Other folks, who keep an eye on the Central standings, in both the AL and NL, may have been surprised not just by the sweep, but by the dominance of the Twins. After all, the Brewers came into this series with a pretty healthy lead in the NL Central, and the Twins were a few games below .500.
So it is understandable that Brewers fans might be surprised that the Twins had a lead of at least 4 runs going into the 9th inning of every game in this stand. They outscored the Brewers 23-8 over three games. That's holding the Brewers, with their mighty power hitting, to an average of less than 3 runs per game. One could argue that the number is a little inflated actually, as the Twins sent out Sunday's starter Scotty Baker in the 9th inning, hoping to give him a complete game. Baker gave up a two run blast in the 9th, courtesy of "Fat Boy" Prince Fielder, before being replaced by Twitchy Joe Nathan, who promptly shut the door.
Now, we could point to some explanations of how the Brewers got swept--one could look at the starting pitching--every Twins pitcher in the series completed at least 7 innings--no Brewer starter did. Or maybe you would like to look at a comparison of the Ryan Braun & Prince Fielder vs. the Joe Maurer and Justin Mourneau. And there wasn't a comparison--the Minnesota power hitters came through, and the Brewers hitters were handcuffed the entire series. Ryan Braun, for example, had 1 RBI in three games.
But what I'd like to focus on, and what worries me a bit, is the fact that the Twins did this without any help, zero help, in fact, from the bottom of their batting order. It's great that they can get wins this way, or even dominate a team doing this, but when you see that one team outscored another team 23-8, you might be within your rights to expect production from unexpected sources, ala the bottom three of the batting order.
To me, the most shocking aspect of the sweep is how awful the bottom three hitters for Minnesota were.
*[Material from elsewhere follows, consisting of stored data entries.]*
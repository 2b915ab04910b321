//! Route definitions for the campaign tracker integration.

use axum::routing::{get, patch};
use axum::Router;

use crate::handlers::airtable;
use crate::state::AppState;

/// Routes mounted at `/airtable`.
///
/// ```text
/// GET    /campaigns                         -> list_campaigns
/// GET    /campaigns/{record_id}             -> get_campaign
/// PATCH  /campaigns/{record_id}/copy-link   -> set_copy_link
/// ```
pub fn router() -> Router<AppState> {
    Router::new()
        .route("/campaigns", get(airtable::list_campaigns))
        .route("/campaigns/{record_id}", get(airtable::get_campaign))
        .route(
            "/campaigns/{record_id}/copy-link",
            patch(airtable::set_copy_link),
        )
}
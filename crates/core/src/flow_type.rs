//! The closed set of marketing flow types.
//!
//! Flow types arrive as strings in request bodies; [`FlowType::from_str`]
//! is the single place where an unsupported tag is rejected. Everything
//! downstream matches exhaustively on the enum.

use std::fmt;
use std::str::FromStr;

use serde::{Deserialize, Serialize};

use crate::error::CoreError;

/// A multi-email drip sequence kind.
#[derive(Debug, Clone, Copy, PartialEq, Eq, Hash, Serialize, Deserialize)]
#[serde(rename_all = "snake_case")]
pub enum FlowType {
    Welcome,
    AbandonedCheckout,
    BrowseAbandonment,
    PostPurchase,
    Winback,
}

impl FlowType {
    /// Every supported flow type, in picker order.
    pub const ALL: [FlowType; 5] = [
        FlowType::Welcome,
        FlowType::AbandonedCheckout,
        FlowType::BrowseAbandonment,
        FlowType::PostPurchase,
        FlowType::Winback,
    ];

    /// Wire tag, e.g. `"abandoned_checkout"`.
    pub fn as_str(self) -> &'static str {
        match self {
            FlowType::Welcome => "welcome",
            FlowType::AbandonedCheckout => "abandoned_checkout",
            FlowType::BrowseAbandonment => "browse_abandonment",
            FlowType::PostPurchase => "post_purchase",
            FlowType::Winback => "winback",
        }
    }

    /// Human-readable label used in flow names and prompts.
    pub fn label(self) -> &'static str {
        match self {
            FlowType::Welcome => "Welcome Series",
            FlowType::AbandonedCheckout => "Abandoned Checkout",
            FlowType::BrowseAbandonment => "Browse Abandonment",
            FlowType::PostPurchase => "Post-Purchase",
            FlowType::Winback => "Winback",
        }
    }
}

impl fmt::Display for FlowType {
    fn fmt(&self, f: &mut fmt::Formatter<'_>) -> fmt::Result {
        f.write_str(self.as_str())
    }
}

impl FromStr for FlowType {
    type Err = CoreError;

    fn from_str(s: &str) -> Result<Self, Self::Err> {
        FlowType::ALL
            .into_iter()
            .find(|t| t.as_str() == s.trim())
            .ok_or_else(|| CoreError::UnknownFlowType(s.to_string()))
    }
}
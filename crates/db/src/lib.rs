//! Persistence for the copy service.
//!
//! - Postgres (via sqlx) for clients, campaigns and notes.
//! - [`store::CopyStore`] for shareable copy and flow records.

pub mod models;
pub mod repositories;
pub mod store;

use sqlx::postgres::PgPoolOptions;

pub type DbPool = sqlx::PgPool;

/// Create a connection pool from a database URL.
pub async fn create_pool(database_url: &str) -> Result<DbPool, sqlx::Error> {
    PgPoolOptions::new()
        .max_connections(10)
        .connect(database_url)
        .await
}

/// Round-trip a trivial query to confirm the database is reachable.
pub async fn health_check(pool: &DbPool) -> Result<(), sqlx::Error> {
    sqlx::query("SELECT 1").execute(pool).await?;
    Ok(())
}

/// Apply pending migrations from `db/migrations`.
pub async fn run_migrations(pool: &DbPool) -> Result<(), sqlx::migrate::MigrateError> {
    sqlx::migrate!("../../db/migrations").run(pool).await
}
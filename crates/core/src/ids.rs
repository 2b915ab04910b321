//! Opaque ids for shareable records.

use rand::Rng;

const SUFFIX_ALPHABET: &[u8] = b"0123456789abcdefghijklmnopqrstuvwxyz";
const SUFFIX_LEN: usize = 9;

/// Generate `<prefix>_<unix-millis>_<9 base36 chars>`.
///
/// Not globally unique; callers that persist the id check for collisions.
pub fn generate_record_id(prefix: &str) -> String {
    let millis = chrono::Utc::now().timestamp_millis();
    let mut rng = rand::rng();
    let suffix: String = (0..SUFFIX_LEN)
        .map(|_| SUFFIX_ALPHABET[rng.random_range(0..SUFFIX_ALPHABET.len())] as char)
        .collect();
    format!("{prefix}_{millis}_{suffix}")
}

#[cfg(test)]
mod tests {
    use super::*;

    #[test]
    fn id_shape() {
        let id = generate_record_id("flow");
        let parts: Vec<&str> = id.split('_').collect();
        assert_eq!(parts.len(), 3);
        assert_eq!(parts[0], "flow");
        assert!(parts[1].parse::<i64>().is_ok());
        assert_eq!(parts[2].len(), SUFFIX_LEN);
        assert!(parts[2].bytes().all(|b| SUFFIX_ALPHABET.contains(&b)));
    }

    #[test]
    fn consecutive_ids_differ() {
        assert_ne!(generate_record_id("copy"), generate_record_id("copy"));
    }
}
//! Generated emails and the persisted flow aggregate.

use serde::{Deserialize, Serialize};

use crate::blocks::CopyData;
use crate::flow_type::FlowType;
use crate::strategy::{EmailStrategy, FlowStrategy};
use crate::types::Timestamp;

/// One email of a generated flow.
#[derive(Debug, Clone, PartialEq, Serialize, Deserialize)]
#[serde(rename_all = "camelCase")]
pub struct GeneratedEmail {
    pub email_number: u32,
    pub day: u32,
    pub theme: String,
    pub strategy: EmailStrategy,
    pub copy_data: CopyData,
    pub has_offer: bool,
    /// Set when the draft is a fallback substituted for a failed generation.
    #[serde(default, skip_serializing_if = "Option::is_none")]
    pub error: Option<String>,
}

impl GeneratedEmail {
    pub fn generated(strategy: &EmailStrategy, copy_data: CopyData) -> Self {
        Self {
            email_number: strategy.email_number,
            day: strategy.day,
            theme: strategy.theme.clone(),
            strategy: strategy.clone(),
            copy_data,
            has_offer: strategy.has_offer,
            error: None,
        }
    }

    /// Deterministic stand-in for an email whose generation failed.
    pub fn fallback(strategy: &EmailStrategy, error: impl Into<String>) -> Self {
        let mut error = error.into();
        if error.trim().is_empty() {
            error = "generation failed".to_string();
        }
        Self {
            error: Some(error),
            ..Self::generated(strategy, CopyData::fallback(strategy))
        }
    }

    pub fn is_fallback(&self) -> bool {
        self.error.is_some()
    }
}

/// Progress of a running flow generation, reported after each email.
#[derive(Debug, Clone, Copy, PartialEq, Eq, Serialize)]
#[serde(rename_all = "camelCase")]
pub struct FlowProgress {
    pub completed: u32,
    pub total: u32,
    pub email_number: u32,
    pub fallback: bool,
}

/// A persisted, shareable flow.
#[derive(Debug, Clone, PartialEq, Serialize, Deserialize)]
pub struct Flow {
    pub id: String,
    pub flow_name: String,
    /// Client display name; not a live relationship.
    pub client: String,
    pub flow_type: FlowType,
    pub email_count: u32,
    pub offer: String,
    pub emails: Vec<GeneratedEmail>,
    pub strategy: FlowStrategy,
    pub created_at: Timestamp,
    pub updated_at: Timestamp,
}

impl Flow {
    /// Default name, e.g. `"Acme - Welcome Series"`.
    pub fn default_name(client: &str, flow_type: FlowType) -> String {
        format!("{client} - {}", flow_type.label())
    }

    /// Assemble a flow from a completed generation run.
    pub fn assemble(
        id: String,
        flow_name: Option<String>,
        client: &str,
        strategy: FlowStrategy,
        emails: Vec<GeneratedEmail>,
        now: Timestamp,
    ) -> Self {
        let flow_name = flow_name
            .filter(|n| !n.trim().is_empty())
            .unwrap_or_else(|| Self::default_name(client, strategy.flow_type));
        Self {
            id,
            flow_name,
            client: client.to_string(),
            flow_type: strategy.flow_type,
            email_count: emails.len() as u32,
            offer: strategy.offer.clone(),
            emails,
            strategy,
            created_at: now,
            updated_at: now,
        }
    }

    pub fn fallback_count(&self) -> usize {
        self.emails.iter().filter(|e| e.is_fallback()).count()
    }
}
Let's be reasonable, people--you score almost eight runs per game in a series, you expect production from everywhere, and in this instance, it just wasn't the case.
The Twins' bottom three (which over the course of three games was a rotating crew of the same 5 guys, each playing no more than two games--Carlos Gomez, Matt Tolbert, Nick Punto, Brendan Harris, and Delmon Young) combined to go 2-31. 2-31! With all of 3 walks. In last night's game, the bottom three went 0-10! And yet the Twins won comfortably.
Sooner or later, that lack of production from the bottom of the order is going to hurt the Twins. And I'd like to send a special "fuck you" to Nick Punto, who in two games, went 0-4 with 2 walks, because he attempted to slide into first on possible infield hits. God damn you, Nick Punto, sliding into first isn't faster than legging it out!
Also, Kudos to The Black Freighter, who predicted that Anthony Swarzak would play a role for the Twins this year. TBF made his prediction back in early April--Swarzack went 7 innings deep against the Brewers on Saturday, giving up 5 hits and no runs.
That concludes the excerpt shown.